◆ What is required ◆
How does the data below read from its first line through the line containing "use std::sync::Mutex;"? Print those lines exactly.

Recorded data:
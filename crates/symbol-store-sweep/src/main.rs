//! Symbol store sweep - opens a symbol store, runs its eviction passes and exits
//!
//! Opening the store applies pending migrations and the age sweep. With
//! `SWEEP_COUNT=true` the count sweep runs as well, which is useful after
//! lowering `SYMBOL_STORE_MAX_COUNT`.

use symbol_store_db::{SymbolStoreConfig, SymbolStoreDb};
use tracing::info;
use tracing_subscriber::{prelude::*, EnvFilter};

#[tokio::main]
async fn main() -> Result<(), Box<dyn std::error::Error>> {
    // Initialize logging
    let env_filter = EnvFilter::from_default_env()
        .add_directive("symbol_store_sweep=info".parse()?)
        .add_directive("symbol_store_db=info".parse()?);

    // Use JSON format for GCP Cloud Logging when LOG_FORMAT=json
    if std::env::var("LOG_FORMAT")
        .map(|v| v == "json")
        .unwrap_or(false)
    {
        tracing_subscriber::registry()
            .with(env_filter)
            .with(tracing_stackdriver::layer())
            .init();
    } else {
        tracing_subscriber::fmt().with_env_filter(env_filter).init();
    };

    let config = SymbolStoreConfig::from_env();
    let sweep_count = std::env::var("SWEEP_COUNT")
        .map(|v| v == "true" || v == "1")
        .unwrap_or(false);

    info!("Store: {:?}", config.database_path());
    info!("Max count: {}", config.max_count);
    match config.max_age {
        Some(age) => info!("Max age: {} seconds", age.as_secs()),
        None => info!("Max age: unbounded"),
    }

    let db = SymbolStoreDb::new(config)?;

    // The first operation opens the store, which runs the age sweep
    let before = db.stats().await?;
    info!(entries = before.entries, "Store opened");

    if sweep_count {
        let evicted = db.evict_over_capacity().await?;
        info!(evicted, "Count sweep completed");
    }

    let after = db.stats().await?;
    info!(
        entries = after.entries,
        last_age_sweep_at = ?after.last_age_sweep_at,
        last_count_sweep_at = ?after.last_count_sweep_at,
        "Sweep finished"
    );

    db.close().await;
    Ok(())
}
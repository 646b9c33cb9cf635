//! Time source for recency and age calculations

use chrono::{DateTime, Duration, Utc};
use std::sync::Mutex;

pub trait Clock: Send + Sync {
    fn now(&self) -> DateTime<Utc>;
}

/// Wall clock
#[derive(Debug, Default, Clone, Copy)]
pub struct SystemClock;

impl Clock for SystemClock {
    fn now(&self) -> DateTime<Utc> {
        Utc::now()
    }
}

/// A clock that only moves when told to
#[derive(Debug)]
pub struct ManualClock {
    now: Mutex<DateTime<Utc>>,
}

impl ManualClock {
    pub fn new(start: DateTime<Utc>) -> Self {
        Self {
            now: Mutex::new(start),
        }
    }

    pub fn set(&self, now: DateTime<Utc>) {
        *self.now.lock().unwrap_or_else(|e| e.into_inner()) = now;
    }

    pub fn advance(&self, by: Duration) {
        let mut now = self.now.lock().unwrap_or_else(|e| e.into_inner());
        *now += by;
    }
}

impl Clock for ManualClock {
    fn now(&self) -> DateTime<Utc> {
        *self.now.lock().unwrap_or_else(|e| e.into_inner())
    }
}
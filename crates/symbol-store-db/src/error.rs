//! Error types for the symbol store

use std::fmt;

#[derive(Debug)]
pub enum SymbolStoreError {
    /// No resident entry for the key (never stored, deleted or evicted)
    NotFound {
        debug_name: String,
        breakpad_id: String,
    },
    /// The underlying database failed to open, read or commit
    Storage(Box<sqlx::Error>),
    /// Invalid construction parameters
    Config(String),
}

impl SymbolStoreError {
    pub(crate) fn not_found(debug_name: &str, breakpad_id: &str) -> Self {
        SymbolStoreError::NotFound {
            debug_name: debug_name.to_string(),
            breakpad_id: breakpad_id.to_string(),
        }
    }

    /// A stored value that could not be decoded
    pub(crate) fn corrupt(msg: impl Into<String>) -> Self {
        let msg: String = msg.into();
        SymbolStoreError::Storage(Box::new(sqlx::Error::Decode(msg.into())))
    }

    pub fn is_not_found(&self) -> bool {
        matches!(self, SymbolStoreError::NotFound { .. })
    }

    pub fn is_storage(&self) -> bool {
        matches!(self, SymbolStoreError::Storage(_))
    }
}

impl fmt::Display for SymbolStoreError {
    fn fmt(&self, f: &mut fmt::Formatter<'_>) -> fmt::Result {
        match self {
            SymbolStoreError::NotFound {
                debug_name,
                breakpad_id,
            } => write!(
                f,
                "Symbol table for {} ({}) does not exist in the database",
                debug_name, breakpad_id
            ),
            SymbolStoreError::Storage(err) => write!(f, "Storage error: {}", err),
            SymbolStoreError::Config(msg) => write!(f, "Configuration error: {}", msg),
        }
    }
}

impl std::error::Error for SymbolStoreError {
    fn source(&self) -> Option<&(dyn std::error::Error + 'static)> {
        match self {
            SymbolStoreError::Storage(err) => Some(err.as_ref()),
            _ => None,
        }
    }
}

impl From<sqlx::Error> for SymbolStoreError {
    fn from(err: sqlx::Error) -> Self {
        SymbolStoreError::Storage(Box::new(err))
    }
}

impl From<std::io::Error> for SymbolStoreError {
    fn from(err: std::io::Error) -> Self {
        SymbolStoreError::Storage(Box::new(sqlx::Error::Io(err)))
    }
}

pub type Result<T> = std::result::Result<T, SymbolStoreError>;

◆ Response to the task ◆
filename crates/symbol-store-sweep/src/main.rs
//! Symbol store sweep - opens a symbol store, runs its eviction passes and exits
//!
//! Opening the store applies pending migrations and the age sweep. With
//! `SWEEP_COUNT=true` the count sweep runs as well, which is useful after
//! lowering `SYMBOL_STORE_MAX_COUNT`.

use symbol_store_db::{SymbolStoreConfig, SymbolStoreDb};
use tracing::info;
use tracing_subscriber::{prelude::*, EnvFilter};

#[tokio::main]
async fn main() -> Result<(), Box<dyn std::error::Error>> {
    // Initialize logging
    let env_filter = EnvFilter::from_default_env()
        .add_directive("symbol_store_sweep=info".parse()?)
        .add_directive("symbol_store_db=info".parse()?);

    // Use JSON format for GCP Cloud Logging when LOG_FORMAT=json
    if std::env::var("LOG_FORMAT")
        .map(|v| v == "json")
        .unwrap_or(false)
    {
        tracing_subscriber::registry()
            .with(env_filter)
            .with(tracing_stackdriver::layer())
            .init();
    } else {
        tracing_subscriber::fmt().with_env_filter(env_filter).init();
    };

    let config = SymbolStoreConfig::from_env();
    let sweep_count = std::env::var("SWEEP_COUNT")
        .map(|v| v == "true" || v == "1")
        .unwrap_or(false);

    info!("Store: {:?}", config.database_path());
    info!("Max count: {}", config.max_count);
    match config.max_age {
        Some(age) => info!("Max age: {} seconds", age.as_secs()),
        None => info!("Max age: unbounded"),
    }

    let db = SymbolStoreDb::new(config)?;

    // The first operation opens the store, which runs the age sweep
    let before = db.stats().await?;
    info!(entries = before.entries, "Store opened");

    if sweep_count {
        let evicted = db.evict_over_capacity().await?;
        info!(evicted, "Count sweep completed");
    }

    let after = db.stats().await?;
    info!(
        entries = after.entries,
        last_age_sweep_at = ?after.last_age_sweep_at,
        last_count_sweep_at = ?after.last_count_sweep_at,
        "Sweep finished"
    );

    db.close().await;
    Ok(())
}
repository 646b9c33cb9cf635
//! Time source for recency and age calculations

use chrono::{DateTime, Duration, Utc};
use std::sync::Mutex;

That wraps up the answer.